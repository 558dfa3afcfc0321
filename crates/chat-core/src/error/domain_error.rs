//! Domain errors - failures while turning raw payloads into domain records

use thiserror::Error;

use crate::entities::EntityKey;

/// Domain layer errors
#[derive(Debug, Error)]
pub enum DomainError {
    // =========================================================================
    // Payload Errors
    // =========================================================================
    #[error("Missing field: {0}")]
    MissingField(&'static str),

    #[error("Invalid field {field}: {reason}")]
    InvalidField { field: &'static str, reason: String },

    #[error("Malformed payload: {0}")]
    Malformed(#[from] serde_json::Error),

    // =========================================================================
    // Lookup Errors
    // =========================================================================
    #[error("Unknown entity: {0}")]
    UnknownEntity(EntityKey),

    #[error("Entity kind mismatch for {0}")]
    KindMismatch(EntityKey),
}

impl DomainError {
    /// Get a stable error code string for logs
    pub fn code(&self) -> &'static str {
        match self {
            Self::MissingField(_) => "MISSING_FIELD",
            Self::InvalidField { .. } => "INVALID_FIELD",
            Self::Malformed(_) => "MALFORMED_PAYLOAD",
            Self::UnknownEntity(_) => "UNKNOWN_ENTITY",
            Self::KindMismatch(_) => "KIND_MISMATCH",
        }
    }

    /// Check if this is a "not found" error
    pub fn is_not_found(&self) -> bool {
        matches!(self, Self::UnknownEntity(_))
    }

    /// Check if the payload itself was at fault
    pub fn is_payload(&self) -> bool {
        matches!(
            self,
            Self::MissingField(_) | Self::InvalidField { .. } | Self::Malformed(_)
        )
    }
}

- - -

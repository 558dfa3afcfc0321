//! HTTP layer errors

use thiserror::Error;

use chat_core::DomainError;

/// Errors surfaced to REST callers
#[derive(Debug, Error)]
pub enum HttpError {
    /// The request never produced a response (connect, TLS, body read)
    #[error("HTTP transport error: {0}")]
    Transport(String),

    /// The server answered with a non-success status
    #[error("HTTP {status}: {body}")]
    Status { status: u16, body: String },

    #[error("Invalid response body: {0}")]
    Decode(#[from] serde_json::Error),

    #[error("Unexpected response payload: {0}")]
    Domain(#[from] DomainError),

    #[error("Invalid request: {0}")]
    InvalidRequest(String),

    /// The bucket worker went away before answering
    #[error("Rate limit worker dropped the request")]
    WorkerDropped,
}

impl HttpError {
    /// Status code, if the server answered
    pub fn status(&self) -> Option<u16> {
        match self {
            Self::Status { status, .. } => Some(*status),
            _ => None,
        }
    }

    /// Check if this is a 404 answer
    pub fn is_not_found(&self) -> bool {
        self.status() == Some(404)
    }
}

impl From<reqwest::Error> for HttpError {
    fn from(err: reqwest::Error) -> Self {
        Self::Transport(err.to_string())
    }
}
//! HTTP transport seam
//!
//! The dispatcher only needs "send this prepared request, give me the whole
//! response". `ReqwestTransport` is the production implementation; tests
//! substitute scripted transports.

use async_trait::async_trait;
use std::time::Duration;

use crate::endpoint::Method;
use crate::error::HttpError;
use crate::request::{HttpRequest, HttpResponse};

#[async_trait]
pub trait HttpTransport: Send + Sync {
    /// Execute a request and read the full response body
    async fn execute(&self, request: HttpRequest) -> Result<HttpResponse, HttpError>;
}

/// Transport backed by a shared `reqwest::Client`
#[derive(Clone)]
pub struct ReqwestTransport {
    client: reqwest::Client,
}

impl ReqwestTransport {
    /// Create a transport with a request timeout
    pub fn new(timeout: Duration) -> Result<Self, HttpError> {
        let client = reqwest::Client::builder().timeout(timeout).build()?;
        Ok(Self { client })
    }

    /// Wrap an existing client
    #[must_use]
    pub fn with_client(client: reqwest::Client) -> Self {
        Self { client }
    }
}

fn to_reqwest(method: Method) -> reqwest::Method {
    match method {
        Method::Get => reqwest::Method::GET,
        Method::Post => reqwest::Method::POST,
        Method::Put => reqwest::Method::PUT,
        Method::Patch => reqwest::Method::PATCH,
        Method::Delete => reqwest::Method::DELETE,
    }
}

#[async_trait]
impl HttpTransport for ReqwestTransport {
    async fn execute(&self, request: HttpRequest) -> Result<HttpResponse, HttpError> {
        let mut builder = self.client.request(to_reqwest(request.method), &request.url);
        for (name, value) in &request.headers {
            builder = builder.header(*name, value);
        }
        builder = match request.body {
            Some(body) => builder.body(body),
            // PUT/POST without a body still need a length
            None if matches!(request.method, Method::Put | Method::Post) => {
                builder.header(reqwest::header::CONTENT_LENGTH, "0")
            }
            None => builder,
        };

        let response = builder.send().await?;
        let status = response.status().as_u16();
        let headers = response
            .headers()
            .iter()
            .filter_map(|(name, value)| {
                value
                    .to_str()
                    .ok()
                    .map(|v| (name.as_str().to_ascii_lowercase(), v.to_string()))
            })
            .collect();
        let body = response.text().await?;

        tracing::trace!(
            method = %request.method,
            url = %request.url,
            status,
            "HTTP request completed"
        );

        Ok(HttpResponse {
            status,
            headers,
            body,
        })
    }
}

- - -

GOAL OF THE EXERCISE
Every line in the entries above that has the word "headers" should be identified and copied.

REPLY
        for (name, value) in &request.headers {
        let headers = response
            .headers()
            headers,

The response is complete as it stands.